Gribouille se jette à l’eau pour ne pas être mouillé par la pluie…C’est ce que font aujourd’hui les gouvernements européens.

Face aux attaques des marchés financiers sur les dettes publiques, ils mènent, dans une belle unanimité, des politiques de rigueur censées rassurer les marchés.

La politique de rigueur c’est la réduction des dépenses pour réduire le déficit et par conséquent la croissance de la dette publique. Les conséquences sociales d’une telle politique dans une période de croissance faible et de concurrence forte, qui pousse les entreprises à faire des gains de productivité, sont évidentes : il y aura plus de chômage, moins d’aides sociales, moins d’allocations chômage, plus de précarité. Les conséquences environnementales sont évidentes aussi : on réduit les incitations (qui s’appellent maintenant « niches fiscales ») on temporise sur les investissements verts, on réduit les dépenses (qui s’appelaient avant investissements). Bref on reporte à demain ce qu’il faudrait faire aujourd’hui.

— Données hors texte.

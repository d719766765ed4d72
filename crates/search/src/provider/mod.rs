//! Search provider seam
//!
//! A provider turns a query into candidate items. Provider records are
//! normalized before reaching the ranker:
//! - records without a title or id are dropped
//! - a missing or non-finite popularity becomes the neutral default

mod catalog;

pub use catalog::CatalogProvider;

use crate::ranking::Candidate;
use friendly_common::errors::Result;
use serde::{Deserialize, Serialize};

/// Item as reported by a provider, before normalization
#[derive(Debug, Clone, Default, PartialEq, Serialize, Deserialize)]
pub struct RawResult {
    #[serde(default)]
    pub title: Option<String>,

    #[serde(default)]
    pub id: Option<String>,

    /// Provider rating, absent when the item is unrated
    #[serde(default)]
    pub popularity: Option<f64>,
}

impl RawResult {
    /// Convert into a rankable candidate, `None` if title or id is missing
    pub fn normalize(self, default_popularity: f64) -> Option<Candidate> {
        let title = self.title?;
        let id = self.id?;
        let popularity = self
            .popularity
            .filter(|p| p.is_finite())
            .unwrap_or(default_popularity);
        Some(Candidate::new(title, id, popularity))
    }
}

/// Common trait for all search providers
#[async_trait::async_trait]
pub trait SearchProvider: Send + Sync {
    /// Candidates matching the query, in provider order
    async fn search(&self, query: &str) -> Result<Vec<Candidate>>;

    /// Short name used in logs and metrics
    fn name(&self) -> &str;
}
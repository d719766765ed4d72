//! Metrics and observability utilities
//!
//! Provides Prometheus metric descriptions with SLO-aligned histograms
//! and standardized naming conventions.

use metrics::{counter, describe_counter, describe_gauge, describe_histogram, gauge, histogram, Unit};

/// Metrics prefix for all Friendly Search metrics
pub const METRICS_PREFIX: &str = "friendly_search";

/// SLO-aligned histogram buckets for ranking and request latency (in seconds)
/// Targets: P50 < 5ms, P99 < 50ms
pub const LATENCY_BUCKETS: &[f64] = &[
    0.0005, // 0.5ms
    0.001,  // 1ms
    0.0025, // 2.5ms
    0.005,  // 5ms - P50 target
    0.010,  // 10ms
    0.025,  // 25ms
    0.050,  // 50ms - P99 target
    0.100,  // 100ms
    0.250,  // 250ms
    0.500,  // 500ms
    1.000,  // 1s
];

/// Register all metric descriptions
pub fn register_metrics() {
    describe_counter!(
        format!("{}_rankings_total", METRICS_PREFIX),
        Unit::Count,
        "Total number of ranking invocations"
    );

    describe_histogram!(
        format!("{}_ranking_duration_seconds", METRICS_PREFIX),
        Unit::Seconds,
        "Band expansion plus ranking latency in seconds"
    );

    describe_counter!(
        format!("{}_ranked_items_total", METRICS_PREFIX),
        Unit::Count,
        "Ranked items, labelled liked or unliked"
    );

    describe_gauge!(
        format!("{}_social_reach", METRICS_PREFIX),
        Unit::Count,
        "People within range of the last ranked user"
    );

    describe_counter!(
        format!("{}_search_queries_total", METRICS_PREFIX),
        Unit::Count,
        "Total number of provider search queries"
    );

    describe_counter!(
        format!("{}_ranking_errors_total", METRICS_PREFIX),
        Unit::Count,
        "Rankings that failed, labelled by error code"
    );

    tracing::info!("Metrics registered");
}

/// Helper to record a completed ranking
pub fn record_ranking(duration_secs: f64, liked: usize, unliked: usize, reach: usize) {
    counter!(format!("{}_rankings_total", METRICS_PREFIX)).increment(1);

    histogram!(format!("{}_ranking_duration_seconds", METRICS_PREFIX)).record(duration_secs);

    counter!(
        format!("{}_ranked_items_total", METRICS_PREFIX),
        "group" => "liked"
    )
    .increment(liked as u64);

    counter!(
        format!("{}_ranked_items_total", METRICS_PREFIX),
        "group" => "unliked"
    )
    .increment(unliked as u64);

    gauge!(format!("{}_social_reach", METRICS_PREFIX)).set(reach as f64);
}

/// Helper to record a provider search
pub fn record_search(provider: &str, candidate_count: usize) {
    counter!(
        format!("{}_search_queries_total", METRICS_PREFIX),
        "provider" => provider.to_string(),
        "empty" => (candidate_count == 0).to_string()
    )
    .increment(1);
}

/// Helper to record a failed ranking
pub fn record_ranking_error(code: &str) {
    counter!(
        format!("{}_ranking_errors_total", METRICS_PREFIX),
        "code" => code.to_string()
    )
    .increment(1);
}
//! Friendly Search
//!
//! Personalized re-ranking of search results:
//! - Distance bands over a directed friendship graph
//! - Affinity scoring from who liked each result
//! - Liked results first, unliked results by popularity
//! - Pluggable search providers and an HTTP surface

pub mod handlers;
pub mod provider;
pub mod ranking;
pub mod service;
pub mod social;

pub use provider::{CatalogProvider, RawResult, SearchProvider};
pub use ranking::{rank, AffinityWeights, Candidate, RelevanceRanker, ScoredResult};
pub use service::FriendlySearch;
pub use social::{expand, DistanceBands, FriendshipGraph, LikeRelation, SocialSnapshot};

Que cette politique rassure les marchés, rien n’est moins sûr. L’austérité au niveau européen peut évidemment entraîner une récession. Il est loin d’être certain que se produisent les effets supposés positifs de cette austérité (baisse des taux d’intérêt à long terme, amélioration de la compétitivité de l’Europe). A l’inverse la baisse du pouvoir d’achat qui en résulte est assez probable et ne peut que réduire la demande des ménages et les anticipations des entreprises, donc leurs investissements.

Les déficits publics pourraient donc être toujours aussi importants (voire plus en pourcentage) par baisse des recettes fiscales…Les dettes publiques seraient alors toujours aussi importantes et la capacité des Etats à les rembourser toujours aussi mise en doute par les marchés. D’autant que le scénario consistant à poursuivre l’austérité, en compensant les baisses de recettes par de nouvelle coupes dans les dépenses, aggravant les difficultés sociales, le chômage et la crise pourrait déstabiliser les gouvernements et créer des difficultés encore bien plus sérieuses de gestion publique, voire d’ordre public, ce qui pourrait ne pas plaire aux marchés…

Les marchés, effectivement sceptiques sur la capacité des Etats européens à régler la crise financière ont semble-t-il décidé de se mettre en ordre de bataille. Après la Grèce et l’Irlande, ils se préparent à attaquer la dette portugaise et la dette espagnole. Les banques européennes très engagées vis-à-vis de ces pays vont évidemment continuer à demander à la BCE de racheter ces dettes pour éviter d’avoir à faire des pertes consécutives à un rééchelonnement de leurs créances. La BCE continuera à demander l’intervention du Fmi et du fonds européen. Le BCE et ces fonds demanderont aux gouvernements d’accroître la rigueur de leur politique.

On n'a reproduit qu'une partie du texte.